Volta Redonda caminha na contramão da geração de empregos no Sul Fluminense em 2026. Dados do Novo Cadastro Geral de Empregados e Desempregados (Novo Caged), divulgados pelo Ministério do Trabalho e Emprego, mostram que o município perdeu 1.291 postos de trabalho com carteira assinada entre janeiro e maio deste ano. O resultado é o pior entre as principais cidades da região e contrasta com o desempenho de Porto Real, que criou 917 vagas no período, e de Resende, com saldo positivo de 235 empregos.
No acumulado do Estado do Rio de Janeiro entre janeiro e maio, o cenário é positivo. Foram registradas 752.929 admissões e 710.254 desligamentos, resultando em um saldo de 42.675 vagas formais. Somente no mês de maio, o estado criou 9.195 empregos, com 148.304 contratações e 139.109 demissões.
Apesar do resultado negativo acumulado, Volta Redonda apresentou uma reação nos últimos meses. Em maio, o município registreu saldo positivo de 50 vagas, dando sequência ao movimento de recuperação iniciado em março, após um forte recuo registrado em fevereiro.
O setor de serviços foi o principal responsável pelo desempenho negativo da cidade. Das 1.291 vagas perdidas no ano, 1.114 estão concentradas nesse segmento. A indústria fechou 153 postos de trabalho, o comércio perdeu 16 vagas, enquanto construção civil e agropecuária tiveram redução de quatro postos cada.

De acordo com a Gerência de Estudos Econômicos da Firjan, o resultado foi provocado por um movimento pontual, concentrado em uma única atividade econômica. Segundo a entidade, praticamente todo o saldo negativo do setor de serviços está relacionado às atividades de atenção à saúde humana, especialmente às atividades de apoio à gestão de saúde, que, sozinhas, responderam pela perda de 1.202 vagas.
A Firjan destaca que esse movimento esteve concentrado principalmente no mês de fevereiro e pode estar relacionado a fatores administrativos locais, como transições, reajustes ou encerramentos de contratos de prestação de serviços no âmbito municipal. A entidade ressalta que, após esse período, Volta Redonda voltou a registrar saldos positivos em março, abril e maio, indicando uma retomada da atividade econômica.
Enquanto Volta Redonda enfrentou dificuldades, Porto Real e Resende mantiveram desempenho positivo impulsionado pela indústria automotiva e pela cadeia de fornecedores do setor, que continuam sustentando a criação de empregos formais na região. Segundo a Firjan, a diferença entre os municípios reflete as características de suas bases econômicas e movimentos específicos de cada setor, e não uma tendência única para todo o Sul Fluminense.
Comparação com anos anteriores
Embora o saldo acumulado deste ano seja negativo, ele ainda é melhor do que o registrado no mesmo período de 2025, quando Volta Redonda havia perdido 1.931 empregos formais entre janeiro e maio.
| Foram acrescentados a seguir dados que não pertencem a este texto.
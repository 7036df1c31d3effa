//! Environment-driven server configuration.
//!
//! # Invariants
//! - Every variable has a default; only malformed values fail startup.
//! - `HABITS_LOG_DIR`, when set, must be an absolute path (checked by logging init).

use habit_core::default_log_level;
use std::error::Error;
use std::fmt::{Display, Formatter};
use std::net::SocketAddr;
use std::path::PathBuf;

pub const ENV_BIND_ADDR: &str = "HABITS_BIND_ADDR";
pub const ENV_DB_PATH: &str = "HABITS_DB_PATH";
pub const ENV_LOG_LEVEL: &str = "HABITS_LOG_LEVEL";
pub const ENV_LOG_DIR: &str = "HABITS_LOG_DIR";
pub const ENV_CORS: &str = "HABITS_CORS";

const DEFAULT_BIND_ADDR: &str = "127.0.0.1:3333";
const DEFAULT_DB_PATH: &str = "habits.sqlite3";
const IN_MEMORY_DB: &str = ":memory:";

/// Where the SQLite store lives.
#[derive(Debug, Clone, PartialEq, Eq)]
pub enum DbLocation {
    File(PathBuf),
    Memory,
}

#[derive(Debug, Clone, PartialEq, Eq)]
pub struct ServerConfig {
    pub bind_addr: SocketAddr,
    pub db: DbLocation,
    pub log_level: String,
    pub log_dir: Option<String>,
    pub cors: bool,
}

#[derive(Debug, Clone, PartialEq, Eq)]
pub enum ConfigError {
    InvalidValue {
        name: &'static str,
        value: String,
        reason: &'static str,
    },
}

impl Display for ConfigError {
    fn fmt(&self, f: &mut Formatter<'_>) -> std::fmt::Result {
        match self {
            Self::InvalidValue {
                name,
                value,
                reason,
            } => write!(f, "invalid {name}=`{value}`: {reason}"),
        }
    }
}

impl Error for ConfigError {}

impl ServerConfig {
    /// Reads configuration from process environment variables.
    pub fn from_env() -> Result<Self, ConfigError> {
        Self::from_lookup(|name| std::env::var(name).ok())
    }

    /// Reads configuration through `lookup`, which returns a variable's value if set.
    pub fn from_lookup(lookup: impl Fn(&str) -> Option<String>) -> Result<Self, ConfigError> {
        let read = |name: &str| {
            lookup(name)
                .map(|value| value.trim().to_string())
                .filter(|value| !value.is_empty())
        };

        let bind_raw = read(ENV_BIND_ADDR).unwrap_or_else(|| DEFAULT_BIND_ADDR.to_string());
        let bind_addr = bind_raw
            .parse::<SocketAddr>()
            .map_err(|_| ConfigError::InvalidValue {
                name: ENV_BIND_ADDR,
                value: bind_raw.clone(),
                reason: "expected host:port socket address",
            })?;

        let db = match read(ENV_DB_PATH) {
            Some(path) if path == IN_MEMORY_DB => DbLocation::Memory,
            Some(path) => DbLocation::File(PathBuf::from(path)),
            None => DbLocation::File(PathBuf::from(DEFAULT_DB_PATH)),
        };

        let cors = match read(ENV_CORS) {
            Some(value) => parse_bool(&value).ok_or(ConfigError::InvalidValue {
                name: ENV_CORS,
                value,
                reason: "expected true|false|1|0|yes|no",
            })?,
            None => true,
        };

        Ok(Self {
            bind_addr,
            db,
            log_level: read(ENV_LOG_LEVEL).unwrap_or_else(|| default_log_level().to_string()),
            log_dir: read(ENV_LOG_DIR),
            cors,
        })
    }
}

fn parse_bool(value: &str) -> Option<bool> {
    match value.to_ascii_lowercase().as_str() {
        "1" | "true" | "yes" | "on" => Some(true),
        "0" | "false" | "no" | "off" => Some(false),
        _ => None,
    }
}
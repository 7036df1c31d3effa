//! Ordered schema steps for the habit store.
//!
//! # Responsibility
//! - `0001_init.sql`: the habit, weekday-rule, day, and day/habit tables with
//!   their unique constraints (one rule per weekday per habit, one day row
//!   per date, one completion per day and habit).
//! - `0002_indexes.sql`: lookups used by the availability and summary paths.
//!
//! # Invariants
//! - All pending steps commit together or not at all.
//! - `PRAGMA user_version` equals the last applied step.

use crate::db::{DbError, DbResult};
use log::info;
use rusqlite::Connection;

#[derive(Debug, Clone, Copy)]
struct Migration {
    version: u32,
    sql: &'static str,
}

const MIGRATIONS: &[Migration] = &[
    Migration {
        version: 1,
        sql: include_str!("0001_init.sql"),
    },
    Migration {
        version: 2,
        sql: include_str!("0002_indexes.sql"),
    },
];

/// Returns the latest migration version known by this binary.
pub fn latest_version() -> u32 {
    MIGRATIONS.last().map_or(0, |migration| migration.version)
}

/// Applies all pending migrations on the provided connection.
pub fn apply_migrations(conn: &mut Connection) -> DbResult<()> {
    let current_version = current_user_version(conn)?;
    let latest = latest_version();

    if current_version > latest {
        return Err(DbError::UnsupportedSchemaVersion {
            db_version: current_version,
            latest_supported: latest,
        });
    }

    if current_version == latest {
        return Ok(());
    }

    let tx = conn.transaction()?;
    for migration in MIGRATIONS
        .iter()
        .filter(|migration| migration.version > current_version)
    {
        tx.execute_batch(migration.sql)?;
        tx.execute_batch(&format!("PRAGMA user_version = {};", migration.version))?;
    }
    tx.commit()?;

    info!(
        "event=db_migrate module=db status=ok from_version={} to_version={}",
        current_version, latest
    );
    Ok(())
}

fn current_user_version(conn: &Connection) -> DbResult<u32> {
    let version = conn.query_row("PRAGMA user_version;", [], |row| row.get::<_, u32>(0))?;
    Ok(version)
}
Em contrapartida, representa uma forte deterioração em relação a 2024, quando o município acumulava saldo positivo de 2.427 vagas no mesmo intervalo.
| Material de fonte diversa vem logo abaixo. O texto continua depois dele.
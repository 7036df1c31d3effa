//! Core use-case services.
//!
//! # Responsibility
//! - Orchestrate validation, clock, and repository calls into use-case APIs.
//! - Keep the HTTP layer decoupled from storage details.

pub mod habit_service;
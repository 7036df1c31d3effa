//! HTTP surface: routing, payloads, and error mapping.

pub mod error;
pub mod handlers;

use crate::state::AppState;
use axum::routing::{get, patch, post};
use axum::Router;
use tower_http::cors::CorsLayer;

pub fn build_router(state: AppState, cors: bool) -> Router {
    let router = Router::new()
        .route("/healthz", get(handlers::healthz_handler))
        .route("/habits", post(handlers::create_habit_handler))
        .route("/day", get(handlers::day_handler))
        .route("/habits/:id/toggle", patch(handlers::toggle_habit_handler))
        .route("/summary", get(handlers::summary_handler))
        .fallback(handlers::not_found_handler)
        .with_state(state);

    if cors {
        router.layer(CorsLayer::permissive())
    } else {
        router
    }
}
//! Repository layer abstractions and persistence implementations.
//!
//! # Responsibility
//! - Define use-case oriented data access contracts.
//! - Isolate SQLite query details from service orchestration.
//!
//! # Invariants
//! - Multi-row writes (habit + week days, day + completion link) run in one
//!   transaction each.
//! - Repository APIs return semantic errors (`NotFound`) in addition to DB
//!   transport errors.

pub mod day_repo;
pub mod habit_repo;
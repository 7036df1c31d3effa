use chrono::NaiveDate;
use habit_core::db::open_db_in_memory;
use habit_core::{
    FixedClock, HabitService, HabitValidationError, ServiceError, SqliteHabitRepository,
    ToggleOutcome,
};
use rusqlite::Connection;
use uuid::Uuid;

fn date(y: i32, m: u32, d: u32) -> NaiveDate {
    NaiveDate::from_ymd_opt(y, m, d).expect("date should be a valid calendar day")
}

fn service_on(
    conn: &mut Connection,
    today: NaiveDate,
) -> HabitService<SqliteHabitRepository<'_>, FixedClock> {
    HabitService::new(SqliteHabitRepository::new(conn), FixedClock(today))
}

#[test]
fn read_habit_walkthrough_on_a_wednesday() {
    let wednesday = date(2026, 10, 14);
    let mut conn = open_db_in_memory().expect("in-memory database should open");
    let mut service = service_on(&mut conn, wednesday);

    let habit = service.create_habit("Read", &[1, 3, 5]).expect("habit creation should succeed");
    assert_eq!(habit.created_at, wednesday);

    let view = service.day_view(wednesday).expect("day view should load");
    assert_eq!(view.available_habits, vec![habit.clone()]);
    assert!(view.completed_habits.is_empty());

    assert_eq!(
        service.toggle_today(habit.id).expect("toggle should succeed"),
        ToggleOutcome::Completed
    );
    assert_eq!(
        service.day_view(wednesday).expect("day view should load").completed_habits,
        vec![habit.id]
    );

    assert_eq!(service.toggle_today(habit.id).expect("toggle should succeed"), ToggleOutcome::Cleared);
    assert!(service
        .day_view(wednesday)
        .expect("day view should load")
        .completed_habits
        .is_empty());
}

#[test]
fn habit_is_never_available_before_its_creation_day() {
    let mut conn = open_db_in_memory().expect("in-memory database should open");
    let mut service = service_on(&mut conn, date(2026, 10, 14));
    service.create_habit("Read", &[3]).expect("habit creation should succeed");

    let view = service.day_view(date(2026, 10, 7)).expect("day view should load");
    assert!(view.available_habits.is_empty());
}

#[test]
fn dates_outside_four_digit_years_are_rejected() {
    let mut conn = open_db_in_memory().expect("in-memory database should open");
    let mut service = service_on(&mut conn, date(2026, 10, 14));
    service.create_habit("Read", &[0, 1, 2, 3, 4, 5, 6]).expect("habit creation should succeed");

    let last_day = service.day_view(date(9999, 12, 31)).expect("day view should load");
    assert_eq!(last_day.available_habits.len(), 1);

    let err = service.day_view(date(10000, 1, 1)).expect_err("day view should fail");
    assert!(matches!(
        err,
        ServiceError::Validation(HabitValidationError::DateOutOfRange(_))
    ));
}

#[test]
fn clock_outside_four_digit_years_is_refused_for_writes() {
    let mut conn = open_db_in_memory().expect("in-memory database should open");
    let mut service = service_on(&mut conn, date(10000, 1, 1));

    let err = service.create_habit("Read", &[1]).expect_err("habit creation should fail");
    assert!(matches!(
        err,
        ServiceError::Validation(HabitValidationError::DateOutOfRange(_))
    ));
    let err = service.toggle_today(Uuid::new_v4()).expect_err("toggle should fail");
    assert!(matches!(err, ServiceError::Validation(_)));
}

#[test]
fn day_view_does_not_materialize_days() {
    let mut conn = open_db_in_memory().expect("in-memory database should open");
    {
        let mut service = service_on(&mut conn, date(2026, 10, 14));
        service.create_habit("Read", &[3]).expect("habit creation should succeed");
        service.day_view(date(2026, 10, 14)).expect("day view should load");
        service.day_view(date(2026, 10, 21)).expect("day view should load");
        assert!(service.summary().expect("summary should load").is_empty());
    }

    let days: i64 = conn
        .query_row("SELECT COUNT(*) FROM days;", [], |row| row.get(0))
        .expect("count query should succeed");
    assert_eq!(days, 0);
}

#[test]
fn create_habit_rejects_invalid_input_before_persistence() {
    let mut conn = open_db_in_memory().expect("in-memory database should open");
    {
        let mut service = service_on(&mut conn, date(2026, 10, 14));
        let err = service.create_habit("", &[1]).expect_err("habit creation should fail");
        assert!(matches!(
            err,
            ServiceError::Validation(HabitValidationError::EmptyTitle)
        ));
        let err = service.create_habit("Read", &[7]).expect_err("habit creation should fail");
        assert!(matches!(
            err,
            ServiceError::Validation(HabitValidationError::WeekDayOutOfRange(7))
        ));
    }

    let habits: i64 = conn
        .query_row("SELECT COUNT(*) FROM habits;", [], |row| row.get(0))
        .expect("count query should succeed");
    assert_eq!(habits, 0);
}

#[test]
fn duplicate_week_days_collapse_into_one_rule() {
    let mut conn = open_db_in_memory().expect("in-memory database should open");
    let habit_id = {
        let mut service = service_on(&mut conn, date(2026, 10, 14));
        service.create_habit("Read", &[3, 3, 3]).expect("habit creation should succeed").id
    };

    let rules: i64 = conn
        .query_row(
            "SELECT COUNT(*) FROM habit_week_days WHERE habit_id = ?1;",
            [habit_id.to_string()],
            |row| row.get(0),
        )
        .expect("count query should succeed");
    assert_eq!(rules, 1);
}

#[test]
fn toggle_unknown_habit_returns_not_found() {
    let mut conn = open_db_in_memory().expect("in-memory database should open");
    let mut service = service_on(&mut conn, date(2026, 10, 14));

    let missing = Uuid::new_v4();
    let err = service.toggle_today(missing).expect_err("toggle should fail");
    assert!(matches!(err, ServiceError::HabitNotFound(id) if id == missing));
    assert!(service.summary().expect("summary should load").is_empty());
}

#[test]
fn summary_counts_completed_and_available_per_materialized_day() {
    let mut conn = open_db_in_memory().expect("in-memory database should open");
    let monday = date(2026, 10, 12);
    let wednesday = date(2026, 10, 14);

    let (read, stretch) = {
        let mut service = service_on(&mut conn, monday);
        let read = service.create_habit("Read", &[1, 3]).expect("habit creation should succeed");
        let stretch = service.create_habit("Stretch", &[1]).expect("habit creation should succeed");
        service.toggle_today(read.id).expect("toggle should succeed");
        (read, stretch)
    };

    {
        let mut service = service_on(&mut conn, wednesday);
        // Created on Wednesday: counts for Wednesday, not for the earlier Monday.
        service.create_habit("Walk", &[1, 3]).expect("habit creation should succeed");
        service.toggle_today(read.id).expect("toggle should succeed");

        let summary = service.summary().expect("summary should load");
        assert_eq!(summary.len(), 2);

        assert_eq!(summary[0].date, monday);
        assert_eq!(summary[0].completed, 1);
        assert_eq!(summary[0].available, 2);

        assert_eq!(summary[1].date, wednesday);
        assert_eq!(summary[1].completed, 1);
        assert_eq!(summary[1].available, 2);

        assert!(service.get_habit(stretch.id).expect("habit lookup should succeed").is_some());
    }
}

#[test]
fn summary_reflects_toggle_and_untoggle() {
    let wednesday = date(2026, 10, 14);
    let mut conn = open_db_in_memory().expect("in-memory database should open");
    let mut service = service_on(&mut conn, wednesday);
    let habit = service.create_habit("Read", &[3]).expect("habit creation should succeed");

    service.toggle_today(habit.id).expect("toggle should succeed");
    assert_eq!(service.summary().expect("summary should load")[0].completed, 1);

    service.toggle_today(habit.id).expect("toggle should succeed");
    let summary = service.summary().expect("summary should load");
    // The day stays materialized once created.
    assert_eq!(summary.len(), 1);
    assert_eq!(summary[0].completed, 0);
    assert_eq!(summary[0].available, 1);
}

#[test]
fn day_view_serializes_with_camel_case_keys() {
    let wednesday = date(2026, 10, 14);
    let mut conn = open_db_in_memory().expect("in-memory database should open");
    let mut service = service_on(&mut conn, wednesday);
    let habit = service.create_habit("Read", &[3]).expect("habit creation should succeed");
    service.toggle_today(habit.id).expect("toggle should succeed");

    let json = serde_json::to_value(service.day_view(wednesday).expect("day view should load"))
        .expect("day view should serialize");
    assert_eq!(json["availableHabits"][0]["title"], "Read");
    assert_eq!(json["availableHabits"][0]["created_at"], "2026-10-14");
    assert_eq!(json["completedHabits"][0], habit.id.to_string());
}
O desempenho de maio também mostra uma recuperação gradual. Após registrar saldo negativo de 1.426 empregos em maio de 2020, durante a pandemia, Volta Redonda voltou a apresentar resultados positivos nos anos seguintes: 304 vagas em 2021, 216 em 2022, 587 em 2023, 524 em 2024, 134 em 2025 e, agora, 50 postos de trabalho em maio de 2026.
Perspectivas
Para os próximos meses, a Firjan avalia que o mercado de trabalho continuará sendo influenciado pelo cenário econômico nacional. A manutenção da taxa básica de juros em níveis elevados tende a restringir o crédito e reduzir o ritmo de expansão dos negócios. Ao mesmo tempo, a baixa taxa de desemprego e o aumento da renda dos trabalhadores continuam sustentando o consumo e a demanda por serviços.
A entidade acredita que esse equilíbrio deve evitar uma desaceleração mais intensa da economia local no segundo semestre. Entre os setores com maior potencial para gerar empregos na região estão a cadeia automotiva, educação, serviços empresariais e atividades de intermediação de mão de obra.
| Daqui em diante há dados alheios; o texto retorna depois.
//! Core domain logic for habit tracking.
//! This crate is the single source of truth for business invariants.

pub mod clock;
pub mod db;
pub mod logging;
pub mod model;
pub mod repo;
pub mod service;

pub use clock::{Clock, FixedClock, SystemClock};
pub use logging::{default_log_level, init_logging, logging_status};
pub use model::day::{DayId, DayRecord, DaySummary, DayView, ToggleOutcome};
pub use model::habit::{
    check_calendar_date, Habit, HabitId, HabitValidationError, NewHabit, WeekDay,
};
pub use repo::day_repo::DayRepository;
pub use repo::habit_repo::{HabitRepository, RepoError, RepoResult, SqliteHabitRepository};
pub use service::habit_service::{HabitService, ServiceError, ServiceResult};

/// Returns the core crate version.
pub fn core_version() -> &'static str {
    env!("CARGO_PKG_VERSION")
}
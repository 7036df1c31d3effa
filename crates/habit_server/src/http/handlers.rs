//! Route handlers and request payloads.
//!
//! # Responsibility
//! - Decode JSON bodies, query strings, and path ids into typed input.
//! - Hand each request to the habit service on the blocking pool.
//!
//! # Invariants
//! - Malformed input is rejected with a 400 before the store is touched.
//! - Create and toggle act on the server's current day, never a client date.

use crate::http::error::ApiError;
use crate::state::AppState;
use axum::extract::rejection::{JsonRejection, QueryRejection};
use axum::extract::{Path, Query, State};
use axum::http::StatusCode;
use axum::Json;
use chrono::{DateTime, NaiveDate};
use habit_core::{core_version, DaySummary, DayView};
use serde::{Deserialize, Serialize};
use serde_json::{json, Value};
use uuid::Uuid;

#[derive(Debug, Deserialize)]
pub struct CreateHabitBody {
    pub title: String,
    #[serde(rename = "weekDays")]
    pub week_days: Vec<i64>,
}

#[derive(Debug, Deserialize)]
pub struct DayQuery {
    pub date: String,
}

#[derive(Debug, Serialize)]
pub struct HealthResponse {
    pub status: &'static str,
    pub version: &'static str,
}

pub async fn healthz_handler() -> Json<HealthResponse> {
    Json(HealthResponse {
        status: "ok",
        version: core_version(),
    })
}

pub async fn create_habit_handler(
    State(state): State<AppState>,
    body: Result<Json<CreateHabitBody>, JsonRejection>,
) -> Result<StatusCode, ApiError> {
    let Json(body) = body.map_err(|rejection| ApiError::invalid_request(rejection.body_text()))?;
    state
        .run("create_habit", move |service| {
            service.create_habit(&body.title, &body.week_days)
        })
        .await?;
    Ok(StatusCode::CREATED)
}

pub async fn day_handler(
    State(state): State<AppState>,
    query: Result<Query<DayQuery>, QueryRejection>,
) -> Result<Json<DayView>, ApiError> {
    let Query(query) = query.map_err(|rejection| ApiError::invalid_request(rejection.body_text()))?;
    let date = parse_day_param(&query.date)?;
    let view = state
        .run("day_view", move |service| service.day_view(date))
        .await?;
    Ok(Json(view))
}

pub async fn toggle_habit_handler(
    State(state): State<AppState>,
    Path(id): Path<String>,
) -> Result<StatusCode, ApiError> {
    let habit_id = Uuid::parse_str(id.trim())
        .map_err(|_| ApiError::validation(format!("`{id}` is not a valid habit id")))?;
    state
        .run("toggle_habit", move |service| service.toggle_today(habit_id))
        .await?;
    Ok(StatusCode::NO_CONTENT)
}

pub async fn summary_handler(
    State(state): State<AppState>,
) -> Result<Json<Vec<DaySummary>>, ApiError> {
    let summary = state.run("summary", |service| service.summary()).await?;
    Ok(Json(summary))
}

/// Accepts `YYYY-MM-DD` or an RFC 3339 timestamp; the latter keeps the
/// calendar date of its own offset.
pub fn parse_day_param(raw: &str) -> Result<NaiveDate, ApiError> {
    let trimmed = raw.trim();
    if let Ok(date) = NaiveDate::parse_from_str(trimmed, "%Y-%m-%d") {
        return Ok(date);
    }
    DateTime::parse_from_rfc3339(trimmed)
        .map(|timestamp| timestamp.date_naive())
        .map_err(|_| {
            ApiError::validation(format!(
                "`{trimmed}` is not a date; expected YYYY-MM-DD or an RFC 3339 timestamp"
            ))
        })
}

/// Fallback body for unknown routes.
pub async fn not_found_handler() -> (StatusCode, Json<Value>) {
    (
        StatusCode::NOT_FOUND,
        Json(json!({
            "error": {
                "code": "route_not_found",
                "message": "no such route",
            }
        })),
    )
}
Em Volta Redonda, a Firjan ressalta que, apesar do saldo negativo acumulado, áreas como educação, construção de edifícios e serviços de recreação e lazer continuam contratando. Para ampliar a geração de vagas, a entidade defende ações voltadas ao fortalecimento do ambiente de negócios, estímulo aos investimentos produtivos e programas permanentes de qualificação profissional, em parceria entre o poder público e o setor produtivo.